### Problem to work on:
Filter out every line below that lacks "insert", and copy the rest.

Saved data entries
══════════════════════════════
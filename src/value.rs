use indexmap::IndexMap;
use std::fmt;
use std::rc::Rc;

/// Named-member access for structured data values.
///
/// This is how templates reach into host data: `{{.Name}}` asks the current
/// value for its `Name` member. Implement it for your own types, or use
/// [`Record`] for ad-hoc structures.
pub trait FieldAccess: fmt::Debug {
    fn field(&self, name: &str) -> Option<Value>;

    fn type_name(&self) -> &str {
        "object"
    }

    /// Member values in declaration order, used when printing with `%v`.
    fn fields(&self) -> Vec<Value> {
        Vec::new()
    }
}

/// A named record with ordered members.
#[derive(Debug, Clone, Default)]
pub struct Record {
    name: String,
    members: IndexMap<String, Value>,
}

impl Record {
    pub fn new(name: impl Into<String>) -> Self {
        Self {
            name: name.into(),
            members: IndexMap::new(),
        }
    }

    pub fn with(mut self, member: impl Into<String>, value: impl Into<Value>) -> Self {
        self.insert(member, value);
        self
    }

    pub fn insert(&mut self, member: impl Into<String>, value: impl Into<Value>) {
        self.members.insert(member.into(), value.into());
    }
}

impl FieldAccess for Record {
    fn field(&self, name: &str) -> Option<Value> {
        self.members.get(name).cloned()
    }

    fn type_name(&self) -> &str {
        &self.name
    }

    fn fields(&self) -> Vec<Value> {
        self.members.values().cloned().collect()
    }
}

#[derive(Debug, Clone)]
pub enum Value {
    Nil,
    Bool(bool),
    Int(i64),
    Float(f64),
    Complex(f64, f64),
    String(Rc<str>),
    List(Rc<Vec<Value>>),
    Map(Rc<IndexMap<String, Value>>),
    Object(Rc<dyn FieldAccess>),
}

impl PartialEq for Value {
    fn eq(&self, other: &Self) -> bool {
        match (self, other) {
            (Value::Nil, Value::Nil) => true,
            (Value::Bool(left), Value::Bool(right)) => left == right,
            (Value::Int(left), Value::Int(right)) => left == right,
            (Value::Float(left), Value::Float(right)) => left == right,
            (Value::Complex(lr, li), Value::Complex(rr, ri)) => lr == rr && li == ri,
            (Value::String(left), Value::String(right)) => left == right,
            (Value::List(left), Value::List(right)) => left == right,
            (Value::Map(left), Value::Map(right)) => left == right,
            (Value::Object(left), Value::Object(right)) => Rc::ptr_eq(left, right),
            _ => false,
        }
    }
}

impl Value {
    pub fn string(s: impl AsRef<str>) -> Self {
        Value::String(Rc::from(s.as_ref()))
    }

    pub fn list(items: impl IntoIterator<Item = Value>) -> Self {
        Value::List(Rc::new(items.into_iter().collect()))
    }

    pub fn map<K: Into<String>>(entries: impl IntoIterator<Item = (K, Value)>) -> Self {
        Value::Map(Rc::new(
            entries.into_iter().map(|(k, v)| (k.into(), v)).collect(),
        ))
    }

    pub fn object(accessor: impl FieldAccess + 'static) -> Self {
        Value::Object(Rc::new(accessor))
    }

    pub fn as_str(&self) -> Option<&str> {
        if let Value::String(s) = self {
            Some(s.as_ref())
        } else {
            None
        }
    }

    pub fn as_int(&self) -> Option<i64> {
        if let Value::Int(n) = self {
            Some(*n)
        } else {
            None
        }
    }

    pub fn as_bool(&self) -> Option<bool> {
        if let Value::Bool(b) = self {
            Some(*b)
        } else {
            None
        }
    }

    pub fn is_nil(&self) -> bool {
        matches!(self, Value::Nil)
    }

    pub fn is_numeric(&self) -> bool {
        matches!(self, Value::Int(_) | Value::Float(_) | Value::Complex(..))
    }

    /// Zero values and empty containers are false; objects are always true.
    pub fn is_truthy(&self) -> bool {
        match self {
            Value::Nil => false,
            Value::Bool(b) => *b,
            Value::Int(n) => *n != 0,
            Value::Float(f) => *f != 0.0,
            Value::Complex(re, im) => *re != 0.0 || *im != 0.0,
            Value::String(s) => !s.is_empty(),
            Value::List(items) => !items.is_empty(),
            Value::Map(map) => !map.is_empty(),
            Value::Object(_) => true,
        }
    }

    pub fn type_name(&self) -> &str {
        match self {
            Value::Nil => "nil",
            Value::Bool(_) => "bool",
            Value::Int(_) => "int",
            Value::Float(_) => "float64",
            Value::Complex(..) => "complex128",
            Value::String(_) => "string",
            Value::List(_) => "list",
            Value::Map(_) => "map",
            Value::Object(object) => object.type_name(),
        }
    }
}

impl From<bool> for Value {
    fn from(b: bool) -> Self {
        Value::Bool(b)
    }
}

impl From<i64> for Value {
    fn from(n: i64) -> Self {
        Value::Int(n)
    }
}

impl From<i32> for Value {
    fn from(n: i32) -> Self {
        Value::Int(n as i64)
    }
}

impl From<usize> for Value {
    fn from(n: usize) -> Self {
        Value::Int(n as i64)
    }
}

impl From<f64> for Value {
    fn from(f: f64) -> Self {
        Value::Float(f)
    }
}

impl From<&str> for Value {
    fn from(s: &str) -> Self {
        Value::string(s)
    }
}

impl From<String> for Value {
    fn from(s: String) -> Self {
        Value::String(Rc::from(s))
    }
}

impl From<Vec<Value>> for Value {
    fn from(items: Vec<Value>) -> Self {
        Value::List(Rc::new(items))
    }
}

impl From<IndexMap<String, Value>> for Value {
    fn from(map: IndexMap<String, Value>) -> Self {
        Value::Map(Rc::new(map))
    }
}

impl From<Record> for Value {
    fn from(record: Record) -> Self {
        Value::object(record)
    }
}

/// The `%v` rendering: `<nil>`, `[a b]`, `map[k:v]`, `{a b}`.
impl fmt::Display for Value {
    fn fmt(&self, f: &mut fmt::Formatter<'_>) -> fmt::Result {
        match self {
            Value::Nil => write!(f, "<nil>"),
            Value::Bool(b) => write!(f, "{}", b),
            Value::Int(n) => write!(f, "{}", n),
            Value::Float(x) => write!(f, "{}", format_float(*x)),
            Value::Complex(re, im) => write!(f, "{}", format_complex(*re, *im)),
            Value::String(s) => write!(f, "{}", s),
            Value::List(items) => {
                write!(f, "[")?;
                for (i, item) in items.iter().enumerate() {
                    if i > 0 {
                        write!(f, " ")?;
                    }
                    write!(f, "{}", item)?;
                }
                write!(f, "]")
            }
            Value::Map(map) => {
                let mut keys: Vec<&String> = map.keys().collect();
                keys.sort();
                write!(f, "map[")?;
                for (i, key) in keys.into_iter().enumerate() {
                    if i > 0 {
                        write!(f, " ")?;
                    }
                    write!(f, "{}:{}", key, map[key])?;
                }
                write!(f, "]")
            }
            Value::Object(object) => {
                write!(f, "{{")?;
                for (i, member) in object.fields().iter().enumerate() {
                    if i > 0 {
                        write!(f, " ")?;
                    }
                    write!(f, "{}", member)?;
                }
                write!(f, "}}")
            }
        }
    }
}

/// Shortest `%g` float text: exponent form below 1e-4 and from 1e6 up,
/// plain decimal otherwise.
pub fn format_float(x: f64) -> String {
    if x.is_nan() {
        return "NaN".to_string();
    }
    if x.is_infinite() {
        return if x > 0.0 { "+Inf" } else { "-Inf" }.to_string();
    }
    if x == 0.0 {
        return if x.is_sign_negative() { "-0" } else { "0" }.to_string();
    }
    let sci = format!("{:e}", x);
    let (mantissa, exp) = sci.split_once('e').unwrap_or((sci.as_str(), "0"));
    let exp: i32 = exp.parse().unwrap_or(0);
    if exp < -4 || exp >= 6 {
        format!("{}e{}{:02}", mantissa, if exp < 0 { '-' } else { '+' }, exp.abs())
    } else {
        format!("{}", x)
    }
}

pub fn format_complex(re: f64, im: f64) -> String {
    let im_text = format_float(im);
    let sign = if im_text.starts_with('-') || im_text.starts_with('+') {
        ""
    } else {
        "+"
    };
    format!("({}{}{}i)", format_float(re), sign, im_text)
}

#[cfg(test)]
mod tests {
    use super::*;

    #[test]
    fn test_truthiness() {
        assert!(!Value::Nil.is_truthy());
        assert!(!Value::Bool(false).is_truthy());
        assert!(Value::Bool(true).is_truthy());
        assert!(!Value::Int(0).is_truthy());
        assert!(Value::Int(-1).is_truthy());
        assert!(!Value::Float(0.0).is_truthy());
        assert!(!Value::string("").is_truthy());
        assert!(Value::string("x").is_truthy());
        assert!(!Value::list(vec![]).is_truthy());
        assert!(Value::list(vec![Value::Nil]).is_truthy());
        assert!(!Value::map(Vec::<(String, Value)>::new()).is_truthy());
        assert!(Value::from(Record::new("T")).is_truthy());
    }

    #[test]
    fn test_record_access() {
        let record = Record::new("User").with("Name", "Ann").with("Age", 40);
        assert_eq!(record.field("Name"), Some(Value::string("Ann")));
        assert_eq!(record.field("name"), None);
        assert_eq!(record.type_name(), "User");
    }

    #[test]
    fn test_display() {
        assert_eq!(Value::Nil.to_string(), "<nil>");
        assert_eq!(Value::Int(42).to_string(), "42");
        assert_eq!(Value::Float(1.5).to_string(), "1.5");
        assert_eq!(Value::Float(3.0).to_string(), "3");
        assert_eq!(
            Value::list(vec![Value::Int(1), Value::string("a")]).to_string(),
            "[1 a]"
        );
        assert_eq!(
            Value::map(vec![("b", Value::Int(2)), ("a", Value::Int(1))]).to_string(),
            "map[a:1 b:2]"
        );
        let record = Record::new("P").with("X", 1).with("Y", "z");
        assert_eq!(Value::from(record).to_string(), "{1 z}");
    }

    #[test]
    fn test_format_float() {
        assert_eq!(format_float(0.25), "0.25");
        assert_eq!(format_float(100000.0), "100000");
        assert_eq!(format_float(1e21), "1e+21");
        assert_eq!(format_float(1234567.0), "1.234567e+06");
        assert_eq!(format_float(0.00001), "1e-05");
        assert_eq!(format_float(-2.5), "-2.5");
        assert_eq!(format_complex(1.0, 2.0), "(1+2i)");
        assert_eq!(format_complex(0.0, -1.5), "(0-1.5i)");
    }
}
══════════════════════════════
### Result of this exercise:
        self.insert(member, value);
    pub fn insert(&mut self, member: impl Into<String>, value: impl Into<Value>) {
        self.members.insert(member.into(), value.into());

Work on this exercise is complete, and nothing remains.